Plakat und Perestrojka

Die Politik der Perestrojka fiel in eine Zeit, in der die Mehrheit der Sowjetbürger den Glauben an kommunistische Ideale bereits lange aufgegeben hatte. Darüber hinaus nahmen unter der Bevölkerung offene Unzufriedenheit mit der politischen Führung zu.
Die Forderungen der Perestrojka (Transparenz, Umgestaltung, Demokratisierung) riefen daher, vor allem bei kritisch eingestellten Intellektuellen, begeisterte Zustimmung hervor, wenn auch die Masse der Bevölkerung sich zunächst abwartend verhielt. Die Propagierung der Gorbačevschen Losungen nahm dennoch ungeahnte Ausmaße an. Als Reaktion auf die sich nach 1985 rasant entwickelnde politische Situation veränderten sich auch die Bedingungen der Plakatherstellung.
Zwar funktionierte das Plakat zwar nach wie vor als Instrument der Partei, deren führende Rolle es bei den sozialen und politischen Veränderungen postulierte. Neben diese traditionellen Momente traten jetzt jedoch auch Tendenzen in Erscheinung, die ein neue, aktive Rolle der Bevölkerung bei den politischen Veränderungen einforderten.
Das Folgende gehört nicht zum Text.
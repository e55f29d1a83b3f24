use std::fs;
use std::io;
use std::path::Path;

use serde::{Deserialize, Serialize};
use sprig_dag::TraversalOrder;

use crate::error::{SdkError, SdkResult};

/// Repository configuration, stored as `.sprig/config.toml`.
#[derive(Clone, Debug, PartialEq, Eq, Serialize, Deserialize)]
#[serde(default)]
pub struct SprigConfig {
    /// Branch created by `init`.
    pub default_branch: String,
    pub merge: MergeConfig,
}

#[derive(Clone, Debug, Default, PartialEq, Eq, Serialize, Deserialize)]
#[serde(default)]
pub struct MergeConfig {
    /// Frontier order used when searching for the split point.
    pub traversal: TraversalOrder,
}

impl Default for SprigConfig {
    fn default() -> Self {
        Self {
            default_branch: "main".to_string(),
            merge: MergeConfig::default(),
        }
    }
}

impl SprigConfig {
    /// Read the config at `path`. A missing file yields the defaults.
    pub fn load(path: &Path) -> SdkResult<Self> {
        let text = match fs::read_to_string(path) {
            Ok(text) => text,
            Err(e) if e.kind() == io::ErrorKind::NotFound => return Ok(Self::default()),
            Err(e) => return Err(e.into()),
        };
        Self::parse(&text)
    }

    pub fn parse(text: &str) -> SdkResult<Self> {
        toml::from_str(text).map_err(|e| SdkError::Config(e.to_string()))
    }

    pub fn save(&self, path: &Path) -> SdkResult<()> {
        let text = toml::to_string_pretty(self).map_err(|e| SdkError::Config(e.to_string()))?;
        fs::write(path, text)?;
        Ok(())
    }
}

#[cfg(test)]
mod tests {
    use super::*;

    #[test]
    fn empty_file_uses_defaults() {
        let config = SprigConfig::parse("").unwrap();
        assert_eq!(config, SprigConfig::default());
        assert_eq!(config.default_branch, "main");
        assert_eq!(config.merge.traversal, TraversalOrder::BreadthFirst);
    }

    #[test]
    fn partial_file_keeps_other_defaults() {
        let config = SprigConfig::parse("[merge]\ntraversal = \"lexicographic\"\n").unwrap();
        assert_eq!(config.default_branch, "main");
        assert_eq!(config.merge.traversal, TraversalOrder::Lexicographic);
    }

    #[test]
    fn unknown_traversal_is_config_error() {
        let err = SprigConfig::parse("[merge]\ntraversal = \"random\"\n").unwrap_err();
        assert!(matches!(err, SdkError::Config(_)));
    }

    #[test]
    fn save_then_load() {
        let dir = tempfile::tempdir().unwrap();
        let path = dir.path().join("config.toml");
        let config = SprigConfig {
            default_branch: "trunk".to_string(),
            merge: MergeConfig {
                traversal: TraversalOrder::Lexicographic,
            },
        };
        config.save(&path).unwrap();
        assert_eq!(SprigConfig::load(&path).unwrap(), config);
    }

    #[test]
    fn missing_file_uses_defaults() {
        let dir = tempfile::tempdir().unwrap();
        let config = SprigConfig::load(&dir.path().join("config.toml")).unwrap();
        assert_eq!(config, SprigConfig::default());
    }
}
Mit Losungen wie "Die Perestrojka beginnt bei jedem einzelnen von uns" zielten die Plakatkünstler auf die persönliche Verantwortung des einzelnen Bürgers für die politische und gesellschaftliche Situation des Landes. Die Art und Weise, den Sowjetbürger als Masse oder Individuum auf Plakaten darzustellen, veränderte sich in dieser Zeit grundlegend (L. Tarasova, Kommunist zu sein; A. Vaganov, Sacharov).
Ins Zentrum des Plakats gerieten schnell reale Probleme, vor denen die Propaganda der letzten Jahre stets ausgewichen war: die Wechselbeziehungen von Individuum und Gesellschaft, Probleme der Erziehung und Ausbildung in Schule und Elternhaus, Altersarmut, Arbeitslosigkeit, der niedrige Lebensstandard, aber auch Kriminalität, Prostitution, Drogen, Alkoholismus und Aids. Weitere Themen stellten ökologische Probleme, das Überleben ethnischer Minderheiten und deren kulturelle Identität dar.
Bei all dem entstanden Plakate, die mit echter Satire politischen Zynismus anprangerten oder gesellschaftliche Mißstände in zuvor nicht gekannter Schonungslosigkeit offenlegten (I. Tarasov, Unser Konto 707; B. Dorogan', Der Staat sind auch wir; V. Kundyšev, Rettet den Aralsee).
Bald aber griff die kritische Umwertung auch auf historische Ereignisse und Figuren über. "Das Volk, das seine Vergangheit vergißt, ist verdammt, sie zu wiederholen" lautete die Losung eines Plakats von L. Kovaleva. Die Stalinsche Politik erschien im Lichte der Perestrojka als Kette grausamster Verbrechen, Denunziationen, Schauprozesse, Folterungen, Erschießungen. Entlastend wirkte hier allerdings die Eindeutigkeit der Schuld, die ausschließlich in der Figur Stalins und seiner engsten Umgebung, später dann auch Lenins gesucht wurde. Wie es letztlich zu diesen Verbrechen kommen konnte und inwieweit die Gesamtgesellschaft hieran eine Mitschuld hatte, ließ das Plakat, wie auch die kritische Publizistik, weitgehend aus. Von einer seriösen Vergangenheitsbewältigung im Plakat kann daher nur in Ansätzen gesprochen werden.
Thematisiert wurden nun aber auch Ereignisse der Gegenwart, wie z.B. der Krieg in Afghanistan (N. Červotkin, Ich bin zurückgekehrt, Mama), nationale Konflikte zwischen den Republiken sowie über das Auseinanderfallen der Sowjetunion.
Ein Charakteristikum der Perestrojka-Plakate war die Umwertung der ursprünglich positiven Bedeutung sowjetischer Symbolik in ihr Gegenteil. Vor allem betraf dies die Sichel, die nun als Mordinstrument blutbeschmiert gezeigt wurde (A. Vaganov, Kollektivierung 1929), die Lokomotive, die über Leichen fuhr, die zum Stahlskelett mutierte Statue des Denkmals 'Arbeiter und Kolchosbäuerin' von Muchina sowie zahlreiche Modifikationen von Hammer und Sichel.
1991 schwanden Aufbruchsstimmung und Euphorie aus den Plakaten, an ihre Stelle trat ein eher skeptischer Blick auf die ungelösten Konflikte und Probleme des Landes. Diese Situation markierte schließlich das Ende des Perestrojka-Plakates und mit diesem das Ende des sowjetischen Plakates.